TASK ITEM. Output every entry verbatim.

THE DATA.
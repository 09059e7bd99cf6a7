//! Structured Logging for the Custody Engine
//!
//! Console or JSON output through `tracing-subscriber`, plus structured
//! event records for the money-moving paths so they can be grepped and
//! aggregated per network.
//!
//! Targets:
//! - `custody::deposit` - transfer detected / confirmed
//! - `custody::withdrawal` - withdrawals, gas top-ups and their failures
//! - `custody::chain` - adapter readiness, new blocks, poll errors
//! - `custody::system` - startup and configuration

use serde::Serialize;
use serde_json::{json, Value};
use std::str::FromStr;
use tracing::Level;
use tracing_subscriber::{fmt, layer::SubscriberExt, util::SubscriberInitExt, EnvFilter};

/// Which part of the engine a record comes from
#[derive(Debug, Clone, Copy, PartialEq, Eq, Serialize)]
#[serde(rename_all = "snake_case")]
pub enum EventCategory {
    Deposit,
    Withdrawal,
    Chain,
    System,
}

impl EventCategory {
    /// Log target of the category
    pub fn target(&self) -> &'static str {
        match self {
            EventCategory::Deposit => "custody::deposit",
            EventCategory::Withdrawal => "custody::withdrawal",
            EventCategory::Chain => "custody::chain",
            EventCategory::System => "custody::system",
        }
    }
}

/// One structured record, serialized as the log message
#[derive(Debug, Serialize)]
pub struct LogEvent {
    pub timestamp: String,
    pub category: EventCategory,
    pub network: String,
    /// Short snake_case event name, e.g. `transfer_detected`
    pub event: String,
    #[serde(skip_serializing_if = "Value::is_null")]
    pub data: Value,
    #[serde(skip_serializing_if = "Option::is_none")]
    pub error: Option<String>,
}

impl LogEvent {
    pub fn new(category: EventCategory, network: &str, event: &str) -> Self {
        Self {
            timestamp: chrono::Utc::now().to_rfc3339(),
            category,
            network: network.to_string(),
            event: event.to_string(),
            data: Value::Null,
            error: None,
        }
    }

    pub fn data(mut self, data: Value) -> Self {
        self.data = data;
        self
    }

    pub fn error(mut self, error: Option<&str>) -> Self {
        self.error = error.map(str::to_string);
        self
    }

    pub fn to_json(&self) -> String {
        serde_json::to_string(self).unwrap_or_else(|_| {
            format!("{{\"event\":\"{}\",\"network\":\"{}\"}}", self.event, self.network)
        })
    }

    /// Emit at INFO, or at `failure_level` when the record carries an error
    fn emit(self, failure_level: Level) {
        let line = self.to_json();
        let failed = self.error.is_some();

        // `target:` must be a literal, hence one arm per category
        macro_rules! at {
            ($target:literal) => {
                if !failed {
                    tracing::info!(target: $target, "{}", line)
                } else if failure_level == Level::ERROR {
                    tracing::error!(target: $target, "{}", line)
                } else {
                    tracing::warn!(target: $target, "{}", line)
                }
            };
        }

        match self.category {
            EventCategory::Deposit => at!("custody::deposit"),
            EventCategory::Withdrawal => at!("custody::withdrawal"),
            EventCategory::Chain => at!("custody::chain"),
            EventCategory::System => at!("custody::system"),
        }
    }
}

/// A transfer into a tracked address was detected or confirmed
pub fn log_deposit_event(network: &str, event: &str, txhash: &str, currency: &str, value: &str, to: &str) {
    LogEvent::new(EventCategory::Deposit, network, event)
        .data(json!({ "txhash": txhash, "currency": currency, "value": value, "to": to }))
        .emit(Level::ERROR);
}

/// A withdrawal step or outcome; `error` marks a failure
pub fn log_withdrawal_event(
    network: &str,
    event: &str,
    from: &str,
    token: &str,
    hash: Option<&str>,
    error: Option<&str>,
) {
    LogEvent::new(EventCategory::Withdrawal, network, event)
        .data(json!({ "from": from, "token": token, "hash": hash }))
        .error(error)
        .emit(Level::ERROR);
}

/// Adapter lifecycle
pub fn log_chain_event(network: &str, event: &str, data: Value) {
    LogEvent::new(EventCategory::Chain, network, event)
        .data(data)
        .emit(Level::WARN);
}

/// Startup or configuration; `error` marks a skipped network
pub fn log_system_event(network: &str, event: &str, error: Option<&str>) {
    LogEvent::new(EventCategory::System, network, event)
        .error(error)
        .emit(Level::WARN);
}

/// Parse a level name; unknown names fall back to INFO
pub fn parse_level(name: &str) -> Level {
    match name.trim().to_lowercase().as_str() {
        "warning" => Level::WARN,
        other => Level::from_str(other).unwrap_or(Level::INFO),
    }
}

/// Install the global subscriber
///
/// `RUST_LOG` takes precedence over `level` when set.
pub fn init_logging(level: Level, json_format: bool) -> Result<(), LoggingError> {
    let level = level.to_string().to_lowercase();
    let filter = EnvFilter::try_from_default_env().unwrap_or_else(|_| {
        EnvFilter::new(format!(
            "custody={level},custody_engine={level},tower_http={level},axum={level}"
        ))
    });

    let registry = tracing_subscriber::registry().with(filter);
    let result = if json_format {
        registry
            .with(fmt::layer().json().with_target(true).with_current_span(false))
            .try_init()
    } else {
        registry
            .with(fmt::layer().with_target(true).with_line_number(true))
            .try_init()
    };

    result.map_err(|e| LoggingError::InitFailed(e.to_string()))
}

/// Install the subscriber described by `EngineConfig`
pub fn init_from_config(config: &super::config::EngineConfig) -> Result<(), LoggingError> {
    init_logging(parse_level(&config.log_level), config.log_json)
}

#[derive(Debug, thiserror::Error)]
pub enum LoggingError {
    #[error("failed to initialize logging: {0}")]
    InitFailed(String),
}

#[cfg(test)]
mod tests {
    use super::*;

    #[test]
    fn test_record_shape() {
        let line = LogEvent::new(EventCategory::Deposit, "ETH", "transfer_detected")
            .data(json!({ "txhash": "0xabc" }))
            .error(Some("boom"))
            .to_json();

        let parsed: Value = serde_json::from_str(&line).unwrap();
        assert_eq!(parsed["event"], "transfer_detected");
        assert_eq!(parsed["network"], "ETH");
        assert_eq!(parsed["category"], "deposit");
        assert_eq!(parsed["data"]["txhash"], "0xabc");
        assert_eq!(parsed["error"], "boom");

        let bare = LogEvent::new(EventCategory::System, "BTC", "network_configured").to_json();
        assert!(!bare.contains("\"data\""));
        assert!(!bare.contains("\"error\""));
    }

    #[test]
    fn test_level_names() {
        assert_eq!(parse_level("debug"), Level::DEBUG);
        assert_eq!(parse_level("INFO"), Level::INFO);
        assert_eq!(parse_level("warning"), Level::WARN);
        assert_eq!(parse_level("nonsense"), Level::INFO);
        assert_eq!(EventCategory::Withdrawal.target(), "custody::withdrawal");
    }
}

RESPONSE TO THIS EXERCISE.
repository 09059e7bd99cf6a7
//! Structured Logging for the Custody Engine
//!
//! Console or JSON output through `tracing-subscriber`, plus structured
//! event records for the money-moving paths so they can be grepped and
//! aggregated per network.
//!
//! Targets:
//! - `custody::deposit` - transfer detected / confirmed
//! - `custody::withdrawal` - withdrawals, gas top-ups and their failures
//! - `custody::chain` - adapter readiness, new blocks, poll errors
//! - `custody::system` - startup and configuration

use serde::Serialize;
use serde_json::{json, Value};
use std::str::FromStr;
use tracing::Level;
use tracing_subscriber::{fmt, layer::SubscriberExt, util::SubscriberInitExt, EnvFilter};

/// Which part of the engine a record comes from
#[derive(Debug, Clone, Copy, PartialEq, Eq, Serialize)]
#[serde(rename_all = "snake_case")]
pub enum EventCategory {
    Deposit,
    Withdrawal,
    Chain,
    System,
}

impl EventCategory {
    /// Log target of the category
    pub fn target(&self) -> &'static str {
        match self {
            EventCategory::Deposit => "custody::deposit",
            EventCategory::Withdrawal => "custody::withdrawal",
            EventCategory::Chain => "custody::chain",
            EventCategory::System => "custody::system",
        }
    }
}

/// One structured record, serialized as the log message
#[derive(Debug, Serialize)]
pub struct LogEvent {
    pub timestamp: String,
    pub category: EventCategory,
    pub network: String,
    /// Short snake_case event name, e.g. `transfer_detected`
    pub event: String,
    #[serde(skip_serializing_if = "Value::is_null")]
    pub data: Value,
    #[serde(skip_serializing_if = "Option::is_none")]
    pub error: Option<String>,
}

impl LogEvent {
    pub fn new(category: EventCategory, network: &str, event: &str) -> Self {
        Self {
            timestamp: chrono::Utc::now().to_rfc3339(),
            category,
            network: network.to_string(),
            event: event.to_string(),
            data: Value::Null,
            error: None,
        }
    }

    pub fn data(mut self, data: Value) -> Self {
        self.data = data;
        self
    }

    pub fn error(mut self, error: Option<&str>) -> Self {
        self.error = error.map(str::to_string);
        self
    }

    pub fn to_json(&self) -> String {
        serde_json::to_string(self).unwrap_or_else(|_| {
            format!("{{\"event\":\"{}\",\"network\":\"{}\"}}", self.event, self.network)
        })
    }

    /// Emit at INFO, or at `failure_level` when the record carries an error
    fn emit(self, failure_level: Level) {
        let line = self.to_json();
        let failed = self.error.is_some();

        // `target:` must be a literal, hence one arm per category
        macro_rules! at {
            ($target:literal) => {
                if !failed {
                    tracing::info!(target: $target, "{}", line)
                } else if failure_level == Level::ERROR {
                    tracing::error!(target: $target, "{}", line)
                } else {
                    tracing::warn!(target: $target, "{}", line)
                }
            };
        }

        match self.category {
            EventCategory::Deposit => at!("custody::deposit"),
            EventCategory::Withdrawal => at!("custody::withdrawal"),
            EventCategory::Chain => at!("custody::chain"),
            EventCategory::System => at!("custody::system"),
        }
    }
}

/// A transfer into a tracked address was detected or confirmed
pub fn log_deposit_event(network: &str, event: &str, txhash: &str, currency: &str, value: &str, to: &str) {
    LogEvent::new(EventCategory::Deposit, network, event)
        .data(json!({ "txhash": txhash, "currency": currency, "value": value, "to": to }))
        .emit(Level::ERROR);
}

/// A withdrawal step or outcome; `error` marks a failure
pub fn log_withdrawal_event(
    network: &str,
    event: &str,
    from: &str,
    token: &str,
    hash: Option<&str>,
    error: Option<&str>,
) {
    LogEvent::new(EventCategory::Withdrawal, network, event)
        .data(json!({ "from": from, "token": token, "hash": hash }))
        .error(error)
        .emit(Level::ERROR);
}

/// Adapter lifecycle
pub fn log_chain_event(network: &str, event: &str, data: Value) {
    LogEvent::new(EventCategory::Chain, network, event)
        .data(data)
        .emit(Level::WARN);
}

/// Startup or configuration; `error` marks a skipped network
pub fn log_system_event(network: &str, event: &str, error: Option<&str>) {
    LogEvent::new(EventCategory::System, network, event)
        .error(error)
        .emit(Level::WARN);
}

/// Parse a level name; unknown names fall back to INFO
pub fn parse_level(name: &str) -> Level {
    match name.trim().to_lowercase().as_str() {
        "warning" => Level::WARN,
        other => Level::from_str(other).unwrap_or(Level::INFO),
    }
}

/// Install the global subscriber
///
/// `RUST_LOG` takes precedence over `level` when set.
pub fn init_logging(level: Level, json_format: bool) -> Result<(), LoggingError> {
    let level = level.to_string().to_lowercase();
    let filter = EnvFilter::try_from_default_env().unwrap_or_else(|_| {
        EnvFilter::new(format!(
            "custody={level},custody_engine={level},tower_http={level},axum={level}"
        ))
    });

    let registry = tracing_subscriber::registry().with(filter);
    let result = if json_format {
        registry
            .with(fmt::layer().json().with_target(true).with_current_span(false))
            .try_init()
    } else {
        registry
            .with(fmt::layer().with_target(true).with_line_number(true))
            .try_init()
    };

    result.map_err(|e| LoggingError::InitFailed(e.to_string()))
}

/// Install the subscriber described by `EngineConfig`
pub fn init_from_config(config: &super::config::EngineConfig) -> Result<(), LoggingError> {
    init_logging(parse_level(&config.log_level), config.log_json)
}

#[derive(Debug, thiserror::Error)]
pub enum LoggingError {
    #[error("failed to initialize logging: {0}")]
    InitFailed(String),
}

#[cfg(test)]
mod tests {
    use super::*;

    #[test]
    fn test_record_shape() {
        let line = LogEvent::new(EventCategory::Deposit, "ETH", "transfer_detected")
            .data(json!({ "txhash": "0xabc" }))
            .error(Some("boom"))
            .to_json();

        let parsed: Value = serde_json::from_str(&line).unwrap();
        assert_eq!(parsed["event"], "transfer_detected");
        assert_eq!(parsed["network"], "ETH");
        assert_eq!(parsed["category"], "deposit");
        assert_eq!(parsed["data"]["txhash"], "0xabc");
        assert_eq!(parsed["error"], "boom");

        let bare = LogEvent::new(EventCategory::System, "BTC", "network_configured").to_json();
        assert!(!bare.contains("\"data\""));
        assert!(!bare.contains("\"error\""));
    }

    #[test]
    fn test_level_names() {
        assert_eq!(parse_level("debug"), Level::DEBUG);
        assert_eq!(parse_level("INFO"), Level::INFO);
        assert_eq!(parse_level("warning"), Level::WARN);
        assert_eq!(parse_level("nonsense"), Level::INFO);
        assert_eq!(EventCategory::Withdrawal.target(), "custody::withdrawal");
    }
}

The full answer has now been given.